After the widespread flooding this winter, the Budget announcement to double spending on flood defences to £5.2 billion over 2021-27 underlined the medium-term potential for contractors in the sector.
But civil engineering and other contractors are already seeing a buoyant workload on coastal and river defence work, as private developers - as well as public authorities - opt to include flood defence work in new projects.
Short term opportunities
In the short term, flood defences construction contractors should also see opportunities from the £120 million which the government is making available through the Environment Agency to repair damage caused by storms this winter.
There is also scope for further long-term growth of work in the sector. The National Infrastructure Commission recently welcomed the boost to flood protection in the Budget. But it noted that it has repeatedly argued for extra spending to be complemented by the introduction of a national flood resilience standard - which would create further flood defences construction opportunities.
The commission’s National Infrastructure Assessment which looks at the country’s needs up to 2050 estimated that around five million properties in the UK are at risk of flooding. To put that in context, the £5.2 billion announced in the Budget to be spent on flood and coastal defence in England over six years will ‘better protect’ just 336,000 homes and non-residential properties.
Glenigan Construction data highlights a series of major regional flood defences construction projects which are in the process of being let or where work is set to start. For example, the Environment Agency and Oxfordshire County Council has recently let a contract on a £150 million scheme, the WEM LOT 3 Oxford Flood Allevia project to reduce the risk of flooding around the city. VBA Joint Venture is the civil contractor on the scheme where work is set to start this autumn and continue for four years (Glenigan Project ID: 16218654).

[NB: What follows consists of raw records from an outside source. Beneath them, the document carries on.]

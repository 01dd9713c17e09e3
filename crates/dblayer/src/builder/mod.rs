//! Fluent query builder.
//!
//! A [`QueryBuilder`] is created from [`Database::table`](crate::Database::table) or
//! [`Transaction::table`](crate::Transaction::table), configured through chained calls and
//! consumed by a terminal operation (`get`, `first`, `create`, `update_map`, `delete`, ...).
//!
//! Statements are assembled with generic `?` placeholders; the execution context rebinds
//! them for the active dialect right before dispatch.
//!
//! ```ignore
//! use dblayer::{args, Database};
//!
//! let users: Vec<User> = db
//!     .table("users")
//!     .select(&["id", "name"])
//!     .where_("status = ?", args!["active"])
//!     .where_group(|g| {
//!         g.and("age > ?", args![18]);
//!         g.or("vip = ?", args![true]);
//!     })
//!     .order_by("id", "DESC")
//!     .limit(20)
//!     .get()
//!     .await?;
//! ```

mod dates;
mod read;
mod write;


use crate::error::{OrmError, OrmResult};
use crate::executor::Conn;
use crate::predicate::PredicateTree;
use crate::transaction::Transaction;
use crate::value::Value;
use std::time::Duration;

/// Join flavour.
#[derive(Debug, Clone, Copy, PartialEq, Eq)]
pub enum JoinKind {
    Inner,
    Left,
    Right,
    Cross,
}

impl JoinKind {
    pub fn as_sql(self) -> &'static str {
        match self {
            JoinKind::Inner => "INNER JOIN",
            JoinKind::Left => "LEFT JOIN",
            JoinKind::Right => "RIGHT JOIN",
            JoinKind::Cross => "CROSS JOIN",
        }
    }
}

/// One JOIN clause. Cross joins carry no condition.
#[derive(Debug, Clone, PartialEq)]
pub struct Join {
    pub kind: JoinKind,
    pub table: String,
    pub condition: Option<String>,
}

impl Join {
    fn to_sql(&self) -> String {
        match &self.condition {
            Some(on) if self.kind != JoinKind::Cross => {
                format!("{} {} ON {on}", self.kind.as_sql(), self.table)
            }
            _ => format!("{} {}", self.kind.as_sql(), self.table),
        }
    }
}

/// Construction error held until a terminal operation runs.
#[derive(Debug, Clone)]
enum BuildError {
    Invalid(String),
    Unsupported {
        dialect: &'static str,
        feature: String,
    },
}

impl From<BuildError> for OrmError {
    fn from(err: BuildError) -> Self {
        match err {
            BuildError::Invalid(message) => OrmError::Validation(message),
            BuildError::Unsupported { dialect, feature } => OrmError::Unsupported { dialect, feature },
        }
    }
}

/// A right-hand UNION operand, already rendered.
#[derive(Debug, Clone)]
struct Compound {
    all: bool,
    sql: String,
    args: Vec<Value>,
}

/// Builder for one statement against one table.
///
/// The builder is a value owned by its call chain. Terminal operations borrow it, so a
/// configured builder can be reused (e.g. `count` then `get`).
#[derive(Debug, Clone)]
#[must_use = "query builders do nothing until a terminal operation runs"]
pub struct QueryBuilder<'a> {
    conn: Conn<'a>,
    table: String,
    alias: Option<String>,
    columns: Vec<String>,
    column_args: Vec<Value>,
    joins: Vec<Join>,
    wheres: PredicateTree,
    group_by: Vec<String>,
    having: Vec<String>,
    having_args: Vec<Value>,
    order_by: Vec<String>,
    limit: Option<u64>,
    offset: Option<u64>,
    lock: Option<String>,
    unions: Vec<Compound>,
    cache_ttl: Option<Duration>,
    build_error: Option<BuildError>,
}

Meanwhile at Tonbridge on the River Medway in Kent, a contract has also been awarded to VBA Joint Venture and work is due to start this autumn, on the £21.5 million flood risk management project at Leigh. The Environment Agency Southern Region is the client on the flood defence works where work is set to continue for 37 months (Glenigan Project ID: 15378581).
Construction work to protect against flooding is also emerging as a key element of regeneration schemes. A £35 million project in Wakefield involving the conversion of Rutland Mills into a creative quarter of 9,290 sq m of space includes flood defences and a riverside pier structure. Tenders are currently being invited for the project which is due to start this summer (Glenigan Project ID: 16170075).
Flood defence and towpath construction work also form part of the £24 million Stag Brewery Development in Richmond-upon-Thames which involves over 400 flats and commercial units. Work is set to start later this summer and continue for 36 months (Glenigan Project ID: 20099374).
In the longer term, flood defences look set to feature as part of the significant government spending on ‘levelling up’ projects across regional economies in the north. Public consultation events have been taking place on The Hull Lagoon Project, a £1.5 billion scheme which aims to improve flood defences and create a new area for waterfront living on the Humber Estuary. Work is set to start in late 2022 and continue for the rest of the decade (Glenigan Project ID: 19381679).